• [WHAT TO WORK ON]: Look for "struct" in each line of the entries, and return the matching lines.

• [AVAILABLE DATA]:
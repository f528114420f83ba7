//! Database models for the Bookline server.
//!
//! Instants are stored as Unix seconds (`i64`); rule times as `"HH:MM"` text
//! in the host's local wall clock.

use serde::{Deserialize, Serialize};

/// Host record: the account whose calendar is booked against. Created by
/// admin provisioning, read-only to the scheduling core.
#[derive(Debug, Clone, Serialize, Deserialize, sqlx::FromRow)]
pub struct Host {
    pub id: String,
    pub name: String,
    /// IANA timezone name, e.g. "America/New_York".
    pub timezone: String,
    pub duration_minutes: i64,
    pub buffer_minutes: i64,
    pub created_at: i64,
}

/// Weekly recurring availability window row.
#[derive(Debug, Clone, Serialize, Deserialize, sqlx::FromRow)]
pub struct AvailabilityRule {
    pub id: i64,
    pub host_id: String,
    /// 0–6, Sunday = 0.
    pub day_of_week: i64,
    /// Local wall-clock "HH:MM".
    pub start_time: String,
    pub end_time: String,
    pub active: i64,
}

/// Booking ledger row. Only the reservation protocol inserts confirmed rows.
#[derive(Debug, Clone, Serialize, Deserialize, sqlx::FromRow)]
pub struct Booking {
    pub id: String,
    pub host_id: String,
    pub guest_name: String,
    pub guest_contact: String,
    pub start_time: i64,
    pub end_time: i64,
    pub status: String,
    pub notes: Option<String>,
    pub created_at: i64,
}

/// Booking lifecycle states. `confirmed → cancelled` is the only transition
/// and it is irreversible.
#[derive(Debug, Clone, Copy, PartialEq, Eq, Serialize, Deserialize)]
#[serde(rename_all = "lowercase")]
pub enum BookingStatus {
    Confirmed,
    Cancelled,
    Pending,
}

impl BookingStatus {
    pub const fn as_str(self) -> &'static str {
        match self {
            Self::Confirmed => "confirmed",
            Self::Cancelled => "cancelled",
            Self::Pending => "pending",
        }
    }

    pub fn parse(s: &str) -> Option<Self> {
        match s {
            "confirmed" => Some(Self::Confirmed),
            "cancelled" => Some(Self::Cancelled),
            "pending" => Some(Self::Pending),
            _ => None,
        }
    }
}

/// External API client record. The secret key is stored only as a SHA-256
/// hex digest; the plaintext exists solely at provisioning time.
#[derive(Debug, Clone, Serialize, Deserialize, sqlx::FromRow)]
pub struct ApiClient {
    pub id: String,
    pub name: String,
    pub key_hash: String,
    pub active: i64,
    /// Maximum routed requests per rolling hour.
    pub rate_limit: i64,
    pub webhook_url: Option<String>,
    pub webhook_secret: Option<String>,
    pub last_used_at: Option<i64>,
    pub created_at: i64,
}

/// Append-only request log row; the source of truth for the rate-limit window.
#[derive(Debug, Clone, Serialize, Deserialize, sqlx::FromRow)]
pub struct ApiRequestLog {
    pub id: i64,
    pub client_id: String,
    pub endpoint: String,
    pub method: String,
    pub status_code: i64,
    pub created_at: i64,
}

#[cfg(test)]
mod tests {
    use super::*;

    #[test]
    fn booking_status_round_trips() {
        for status in [
            BookingStatus::Confirmed,
            BookingStatus::Cancelled,
            BookingStatus::Pending,
        ] {
            assert_eq!(BookingStatus::parse(status.as_str()), Some(status));
        }
        assert_eq!(BookingStatus::parse("expired"), None);
    }
}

• [TASK RESULT]:
pub struct Host {
pub struct AvailabilityRule {
pub struct Booking {
pub struct ApiClient {
pub struct ApiRequestLog {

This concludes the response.